I miss you.
I miss talking to you for hours at a time about absolutely nothing.
I miss knowing you”re only a phone call away.
I miss your voice and the sound of your laugh.
I miss your words of advice and comfort when life takes unexpected turns.
I miss your hugs, and the way you held on no matter what.
I miss your tenacity and stubbornness.
I miss the way you stood up for those closest to you.
I miss not getting to ask you questions.
I miss your encouragement, and support of the choices I made/was making.
I missed you at your sons graduation.
I missed you while planning my wedding.
I missed you being there next to me on my wedding day
I will miss you not being there to find out I’m expecting.
I will miss you when I have questions about expecting.
I will miss you when youre not their for the birth of your grandchildren.

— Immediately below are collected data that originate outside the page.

#[cfg(test)]
mod tests {
    use super::*;
    use crate::geometry::Rect;

    fn flat_image(w: u32, h: u32, fill: impl Fn(u32, u32) -> f32) -> GrayF32Image {
        let mut data = Vec::with_capacity((w * h) as usize);
        for y in 0..h {
            for x in 0..w {
                data.push(fill(x, y));
            }
        }
        Image {
            width: w,
            height: h,
            data,
            valid_area: Rect::from_size(w, h),
            orig_size: (w, h),
            index: 0,
        }
    }

    #[test]
    fn round_trip_constant_image_is_lossless_at_interior() {
        let levels = 1;
        let size = 64u32;
        let gray = flat_image(size, size, |_, _| 10.0);
        let wav = forward(&gray, levels);
        let recon = inverse(&wav, levels);

        // interior samples (away from the reflect-boundary influence of
        // the length-6 filter) should reconstruct to floating tolerance
        for y in 8..size - 8 {
            for x in 8..size - 8 {
                let orig = *gray.at(x, y);
                let got = *recon.at(x, y);
                assert!((orig - got).abs() < 1e-2, "mismatch at ({x},{y}): {orig} vs {got}");
            }
        }
    }

    #[test]
    fn round_trip_impulse_is_lossless_at_interior() {
        let levels = 2;
        let size = 64u32;
        let gray = flat_image(size, size, |x, y| if x == 32 && y == 32 { 100.0 } else { 0.0 });
        let wav = forward(&gray, levels);
        let recon = inverse(&wav, levels);

        for y in 16..size - 16 {
            for x in 16..size - 16 {
                let orig = *gray.at(x, y);
                let got = *recon.at(x, y);
                assert!((orig - got).abs() < 5e-1, "mismatch at ({x},{y}): {orig} vs {got}");
            }
        }
    }

    #[test]
    fn forward_preserves_buffer_dimensions() {
        let gray = flat_image(32, 32, |_, _| 1.0);
        let wav = forward(&gray, 2);
        assert_eq!(wav.width, 32);
        assert_eq!(wav.height, 32);
    }

    #[test]
    fn forward_populates_imaginary_channel() {
        // A non-constant input must produce non-zero imaginary
        // coefficients once the imaginary filter terms are applied -
        // this is exactly what the real-only filter bank this replaces
        // could never do (S4's imaginary coefficient matrix requires it).
        let size = 32u32;
        let gray = flat_image(size, size, |x, y| ((x + y) % 5) as f32 * 7.0);
        let wav = forward(&gray, 1);
        let has_imag = wav.data.iter().any(|c| c[1].abs() > 1e-4);
        assert!(has_imag, "expected non-zero imaginary coefficients from the complex filter bank");
    }

    struct FakeInput {
        base: TaskBase,
        value: Artifact,
    }

    impl Task for FakeInput {
        fn base(&self) -> &TaskBase {
            &self.base
        }
        fn execute(&self, _logger: &Logger) -> Result<Artifact> {
            Ok(self.value.clone())
        }
    }

    #[test]
    fn task_forward_then_inverse_round_trips_through_artifacts() {
        let gray = flat_image(32, 32, |x, y| ((x + y) % 7) as f32 * 3.0);
        let src = Arc::new(FakeInput {
            base: TaskBase::new("g", "g.png", 0, false),
            value: Artifact::GrayF32(Arc::new(gray)),
        });
        src.run(&Logger::new()).unwrap();

        let fwd = WaveletTask::new(0, "w.png", src as Arc<dyn Task>, 2, true);
        fwd.run(&Logger::new()).unwrap();
        assert!(fwd.result().as_wavelet().is_some());

        let inv = WaveletTask::new(1, "w.png", fwd as Arc<dyn Task>, 2, false);
        inv.run(&Logger::new()).unwrap();
        assert!(inv.result().as_gray_f32().is_some());
    }
}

I will miss not getting to hear them call you “Grandma”.
I will miss getting to see you spoil them.
I will miss all the lessons they will never get to learn from you.
Mostly though Mom, I just miss you. I really miss you.
The MS Walk is tomorrow and I am not able to go. It was a last minute decision to even sign-up (literally, I found out about it 2 weeks ago and signed up on a whim), but since I haven’t raised any funds for the event, and I hate going to things empty handed, I’m not going to go this year…
However, i have decided to really put some effort into the event for next year. I want to get involved with the local MS Chapter, and do this thing next year. Actually TRY to be part of this thing. For so long I have avoided anything to do with MS. After losing my mother to MS, I couldn’t be around people who had been dealing with MS for years and still had their mobility, their health, their lives. It made me so ANGRY! Why do they get to have it for 20, 30, 50 years and only have some blurry vision and balance issues, and my beautiful, smart, vibrant mother lost everything within 10 years. My brother and I lost everything within 10 years. I couldn’t deal with anger, grief, sadness, and ENVY of seeing others living active lives with MS.
I won’t lie, I still get angry. I still am dealing with the grief and sadness. And I’m still envious of those who get to keep their loved ones, and those who can maintain their independence and mobility with such a debilitating disease. All those feelings dont feel as crushing now. I can handle it all now, at least I feel like I can. My mothers experiences were life changing for my whole family, but if I can help someone else get thru something similar, if I can help someone else see a bit of silver lining, them it will not be in vain. My mothers life with all mean something to those who knew and loved her, but by sharing her battle with MS, her struggle would not have been in vain. For her, I can do this.
She always had a way of bringing out the best in me. I miss that part of me the most. But I miss her most of all.